▶ _The problem_
Your output should be the lines of the data that follow, reproduced exactly from the first through the line bearing "by the operation's".

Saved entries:
::::::::::

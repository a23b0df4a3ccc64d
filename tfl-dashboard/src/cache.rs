//! Caching layer for TfL API responses.
//!
//! Each of the three dashboard fetches (stations, line status, bus status)
//! is cached independently with a short TTL, keyed by the operation's
//! arguments. Upstream failures degrade to empty results so every view
//! stays renderable; failures are never cached, so the next request
//! retries.
//!
//! Journey requests are passed through uncached.

use std::collections::HashSet;
use std::sync::Arc;
use std::time::Duration;

use futures::future::join_all;
use moka::future::Cache as MokaCache;
use tracing::{debug, info, warn};

use crate::domain::{BusRouteStatus, Journey, LineStatus, NaptanId, Station};
use crate::tfl::{TflError, TransitApi};

/// Configuration for the cache.
#[derive(Debug, Clone)]
pub struct CacheConfig {
    /// TTL for cached entries.
    pub ttl: Duration,

    /// Maximum number of cached entries per operation.
    pub max_capacity: u64,
}

impl Default for CacheConfig {
    fn default() -> Self {
        Self {
            ttl: Duration::from_secs(300),
            max_capacity: 64,
        }
    }
}

/// Normalize a set of mode identifiers: trimmed, lower-cased, sorted,
/// de-duplicated, empties removed.
pub fn normalize_modes<S: AsRef<str>>(modes: &[S]) -> Vec<String> {
    let mut normalized: Vec<String> = modes
        .iter()
        .map(|m| m.as_ref().trim().to_lowercase())
        .filter(|m| !m.is_empty())
        .collect();
    normalized.sort();
    normalized.dedup();
    normalized
}

/// The three collections one dashboard render reads.
#[derive(Debug, Clone, Default)]
pub struct NetworkSnapshot {
    pub stations: Arc<Vec<Station>>,
    pub lines: Arc<Vec<LineStatus>>,
    pub buses: Arc<Vec<BusRouteStatus>>,
}

/// TfL client with caching and graceful degradation.
pub struct CachedTflClient<A> {
    api: A,
    /// Stations, keyed by mode.
    stations: MokaCache<String, Arc<Vec<Station>>>,
    /// Line statuses, keyed by comma-joined normalized modes.
    lines: MokaCache<String, Arc<Vec<LineStatus>>>,
    /// Bus statuses; there is only one key.
    buses: MokaCache<(), Arc<Vec<BusRouteStatus>>>,
}

impl<A: TransitApi> CachedTflClient<A> {
    /// Create a new cached client.
    pub fn new(api: A, config: &CacheConfig) -> Self {
        Self {
            api,
            stations: build_cache(config),
            lines: build_cache(config),
            buses: build_cache(config),
        }
    }

    /// Stations for all `modes`, merged in mode order.
    ///
    /// A failing mode contributes no stations; the others still do. A
    /// station listed under several modes appears once.
    pub async fn fetch_stations<S: AsRef<str>>(&self, modes: &[S]) -> Arc<Vec<Station>> {
        let modes = normalize_modes(modes);
        let per_mode = join_all(modes.iter().map(|m| self.fetch_stations_for_mode(m))).await;

        if per_mode.len() == 1 {
            return per_mode.into_iter().next().unwrap_or_default();
        }

        let mut seen = HashSet::new();
        let merged: Vec<Station> = per_mode
            .iter()
            .flat_map(|stations| stations.iter())
            .filter(|s| seen.insert(s.id.clone()))
            .cloned()
            .collect();

        Arc::new(merged)
    }

    async fn fetch_stations_for_mode(&self, mode: &str) -> Arc<Vec<Station>> {
        if let Some(cached) = self.stations.get(mode).await {
            debug!(mode, "stations cache hit");
            return cached;
        }

        match self.api.stop_points(mode).await {
            Ok(stations) => {
                info!(mode, count = stations.len(), "fetched stations");
                let entry = Arc::new(stations);
                self.stations.insert(mode.to_string(), entry.clone()).await;
                entry
            }
            Err(e) => {
                warn!(mode, error = %e, "failed to fetch stations");
                Arc::default()
            }
        }
    }

    /// Current status of every line of `modes`, empty if TfL is unavailable.
    pub async fn fetch_line_status<S: AsRef<str>>(&self, modes: &[S]) -> Arc<Vec<LineStatus>> {
        let modes = normalize_modes(modes);
        if modes.is_empty() {
            return Arc::default();
        }

        let key = modes.join(",");
        if let Some(cached) = self.lines.get(&key).await {
            debug!(modes = %key, "line status cache hit");
            return cached;
        }

        match self.api.line_statuses(&modes).await {
            Ok(lines) => {
                info!(modes = %key, count = lines.len(), "fetched line status");
                let entry = Arc::new(lines);
                self.lines.insert(key, entry.clone()).await;
                entry
            }
            Err(e) => {
                warn!(modes = %key, error = %e, "failed to fetch line status");
                Arc::default()
            }
        }
    }

    /// Current status of every bus route, empty if TfL is unavailable.
    pub async fn fetch_bus_status(&self) -> Arc<Vec<BusRouteStatus>> {
        if let Some(cached) = self.buses.get(&()).await {
            debug!("bus status cache hit");
            return cached;
        }

        match self.api.bus_statuses().await {
            Ok(buses) => {
                info!(count = buses.len(), "fetched bus status");
                let entry = Arc::new(buses);
                self.buses.insert((), entry.clone()).await;
                entry
            }
            Err(e) => {
                warn!(error = %e, "failed to fetch bus status");
                Arc::default()
            }
        }
    }

    /// Fetch all three collections concurrently.
    pub async fn snapshot<S: AsRef<str>>(
        &self,
        station_modes: &[S],
        line_modes: &[S],
    ) -> NetworkSnapshot {
        let (stations, lines, buses) = tokio::join!(
            self.fetch_stations(station_modes),
            self.fetch_line_status(line_modes),
            self.fetch_bus_status(),
        );

        NetworkSnapshot {
            stations,
            lines,
            buses,
        }
    }

    /// Journey options between two stations. Not cached.
    pub async fn journeys(&self, from: &NaptanId, to: &NaptanId) -> Result<Vec<Journey>, TflError> {
        self.api.journeys(from, to).await
    }

    /// Access the underlying API for operations that bypass the cache.
    pub fn api(&self) -> &A {
        &self.api
    }
}

fn build_cache<K, V>(config: &CacheConfig) -> MokaCache<K, V>
where
    K: std::hash::Hash + Eq + Send + Sync + 'static,
    V: Clone + Send + Sync + 'static,
{
    MokaCache::builder()
        .time_to_live(config.ttl)
        .max_capacity(config.max_capacity)
        .build()
}
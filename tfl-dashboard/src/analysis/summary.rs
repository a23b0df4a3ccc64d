//! Network-wide KPIs and chart aggregates.

use std::collections::{BTreeMap, HashSet};

use serde::Serialize;

use crate::domain::{LineStatus, Severity, Station};

use super::disruption::disrupted_lines;

/// The eleven London Underground lines.
pub const TUBE_LINES: &[&str] = &[
    "Bakerloo",
    "Central",
    "Circle",
    "District",
    "Hammersmith & City",
    "Jubilee",
    "Metropolitan",
    "Northern",
    "Piccadilly",
    "Victoria",
    "Waterloo & City",
];

pub fn is_tube_line(name: &str) -> bool {
    TUBE_LINES.contains(&name)
}

/// Headline figures for the network summary panel.
#[derive(Debug, Clone, PartialEq, Serialize)]
pub struct NetworkSummary {
    /// Distinct stations fetched.
    pub station_count: usize,
    /// Distinct station names served by at least one disrupted Tube line.
    pub affected_station_count: usize,
    /// Number of Tube lines.
    pub line_count: usize,
    /// Tube lines not running a good service.
    pub disrupted_line_count: usize,
    pub disrupted_line_percent: f64,
    pub good_line_percent: f64,
    /// Names of the disrupted Tube lines, sorted.
    pub disrupted_lines: Vec<String>,
}

/// Compute the network summary KPIs.
pub fn network_summary(stations: &[Station], statuses: &[LineStatus]) -> NetworkSummary {
    let station_count = stations.iter().map(|s| &s.id).collect::<HashSet<_>>().len();

    let disrupted = disrupted_lines(statuses, TUBE_LINES);

    let affected_station_count = stations
        .iter()
        .filter(|s| s.serves_any(TUBE_LINES))
        .filter(|s| s.lines.iter().any(|l| disrupted.contains(l)))
        .map(|s| s.name.as_str())
        .collect::<HashSet<_>>()
        .len();

    let line_count = TUBE_LINES.len();
    let disrupted_line_count = disrupted.len();
    let disrupted_line_percent = if line_count > 0 {
        disrupted_line_count as f64 / line_count as f64 * 100.0
    } else {
        0.0
    };

    NetworkSummary {
        station_count,
        affected_station_count,
        line_count,
        disrupted_line_count,
        disrupted_line_percent,
        good_line_percent: 100.0 - disrupted_line_percent,
        disrupted_lines: disrupted.into_iter().collect(),
    }
}

/// Number of lines reporting a status.
#[derive(Debug, Clone, PartialEq, Serialize)]
pub struct StatusCount {
    pub status: Severity,
    pub lines: usize,
}

/// Lines per status, ordered by status text.
pub fn status_counts(statuses: &[LineStatus]) -> Vec<StatusCount> {
    let mut counts: BTreeMap<&str, (&Severity, usize)> = BTreeMap::new();
    for s in statuses {
        counts.entry(s.status.as_str()).or_insert((&s.status, 0)).1 += 1;
    }

    counts
        .into_values()
        .map(|(status, lines)| StatusCount {
            status: status.clone(),
            lines,
        })
        .collect()
}

/// Disrupted line counts split between the Tube and everything else.
#[derive(Debug, Clone, Copy, PartialEq, Eq, Serialize)]
pub struct ModeDisruption {
    pub tube: usize,
    pub other: usize,
}

pub fn disruption_by_mode(statuses: &[LineStatus]) -> ModeDisruption {
    statuses
        .iter()
        .filter(|s| !s.status.is_good())
        .fold(ModeDisruption { tube: 0, other: 0 }, |mut acc, s| {
            if is_tube_line(&s.line_name) {
                acc.tube += 1;
            } else {
                acc.other += 1;
            }
            acc
        })
}
//! In-memory `TransitApi` for unit tests.
//!
//! Serves fixed records and counts calls per operation, so tests can check
//! caching and short-circuit behaviour without any network.

use std::sync::Mutex;

use crate::domain::{BusRouteStatus, Journey, LineStatus, NaptanId, Severity, Station};

use super::{TflError, TransitApi};

#[derive(Debug, Default, Clone, Copy, PartialEq, Eq)]
pub struct CallCounts {
    pub stop_points: usize,
    pub line_statuses: usize,
    pub bus_statuses: usize,
    pub journeys: usize,
}

/// Fake API. A `None` collection makes that operation fail.
#[derive(Debug, Default)]
pub struct FakeTransit {
    pub stations: Option<Vec<Station>>,
    pub failing_modes: Vec<String>,
    pub lines: Option<Vec<LineStatus>>,
    pub buses: Option<Vec<BusRouteStatus>>,
    pub journeys: Option<Vec<Journey>>,
    pub counts: Mutex<CallCounts>,
}

impl FakeTransit {
    /// A fake where every operation succeeds with no records.
    pub fn empty() -> Self {
        Self {
            stations: Some(Vec::new()),
            lines: Some(Vec::new()),
            buses: Some(Vec::new()),
            journeys: Some(Vec::new()),
            ..Default::default()
        }
    }

    /// A fake where every operation fails.
    pub fn failing() -> Self {
        Self::default()
    }

    pub fn counts(&self) -> CallCounts {
        *self.counts.lock().unwrap()
    }
}

fn unavailable() -> TflError {
    TflError::ApiError {
        status: 503,
        message: "Service Unavailable".into(),
    }
}

impl TransitApi for FakeTransit {
    async fn stop_points(&self, mode: &str) -> Result<Vec<Station>, TflError> {
        self.counts.lock().unwrap().stop_points += 1;
        if self.failing_modes.iter().any(|m| m == mode) {
            return Err(unavailable());
        }
        self.stations.clone().ok_or_else(unavailable)
    }

    async fn line_statuses(&self, _modes: &[String]) -> Result<Vec<LineStatus>, TflError> {
        self.counts.lock().unwrap().line_statuses += 1;
        self.lines.clone().ok_or_else(unavailable)
    }

    async fn bus_statuses(&self) -> Result<Vec<BusRouteStatus>, TflError> {
        self.counts.lock().unwrap().bus_statuses += 1;
        self.buses.clone().ok_or_else(unavailable)
    }

    async fn journeys(&self, _from: &NaptanId, _to: &NaptanId) -> Result<Vec<Journey>, TflError> {
        self.counts.lock().unwrap().journeys += 1;
        self.journeys.clone().ok_or_else(unavailable)
    }
}

/// Build a station for tests.
pub fn station(name: &str, id: &str, lines: &[&str]) -> Station {
    Station {
        name: name.to_string(),
        latitude: 51.5,
        longitude: -0.12,
        id: NaptanId::parse(id).unwrap(),
        lines: lines.iter().map(|l| l.to_string()).collect(),
    }
}

/// Build a line status for tests.
pub fn line(name: &str, status: &str) -> LineStatus {
    LineStatus {
        line_id: name.to_lowercase(),
        line_name: name.to_string(),
        status: Severity::from_description(status),
    }
}
//! Journey timestamps.
//!
//! TfL journey legs carry local date-times such as `2026-03-15T10:04:00`
//! without an offset. Some legs arrive with malformed or missing times; we
//! keep the raw text so it can still be displayed.

use std::fmt;

use chrono::{DateTime, Duration, NaiveDateTime};

/// Formats accepted for offset-less timestamps, tried in order.
const NAIVE_FORMATS: &[&str] = &["%Y-%m-%dT%H:%M:%S", "%Y-%m-%dT%H:%M:%S%.f", "%Y-%m-%dT%H:%M"];

/// A timestamp as received from the upstream API.
#[derive(Debug, Clone, PartialEq, Eq)]
pub struct Timestamp {
    raw: String,
    parsed: Option<NaiveDateTime>,
}

impl Timestamp {
    /// Parse a timestamp, keeping the raw text whether or not it parses.
    ///
    /// Offset-bearing RFC 3339 values are accepted too; their wall-clock
    /// time is kept and the offset dropped.
    pub fn parse(raw: &str) -> Self {
        let trimmed = raw.trim();
        let parsed = NAIVE_FORMATS
            .iter()
            .find_map(|fmt| NaiveDateTime::parse_from_str(trimmed, fmt).ok())
            .or_else(|| {
                DateTime::parse_from_rfc3339(trimmed)
                    .ok()
                    .map(|dt| dt.naive_local())
            });

        Self {
            raw: raw.to_string(),
            parsed,
        }
    }

    pub fn raw(&self) -> &str {
        &self.raw
    }

    pub fn parsed(&self) -> Option<NaiveDateTime> {
        self.parsed
    }

    /// `HH:MM` if the timestamp parsed, otherwise the raw text.
    pub fn display_time(&self) -> String {
        match self.parsed {
            Some(dt) => dt.format("%H:%M").to_string(),
            None => self.raw.clone(),
        }
    }

    /// Duration from `self` to `later`, if both parsed.
    pub fn until(&self, later: &Timestamp) -> Option<Duration> {
        Some(later.parsed? - self.parsed?)
    }
}

impl fmt::Display for Timestamp {
    fn fmt(&self, f: &mut fmt::Formatter<'_>) -> fmt::Result {
        f.write_str(&self.display_time())
    }
}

::::::::::

▶ _Answer for this exercise_
repository a23b0df4a3ccc64d
filename tfl-dashboard/src/cache.rs
//! Caching layer for TfL API responses.
//!
//! Each of the three dashboard fetches (stations, line status, bus status)
//! is cached independently with a short TTL, keyed by the operation's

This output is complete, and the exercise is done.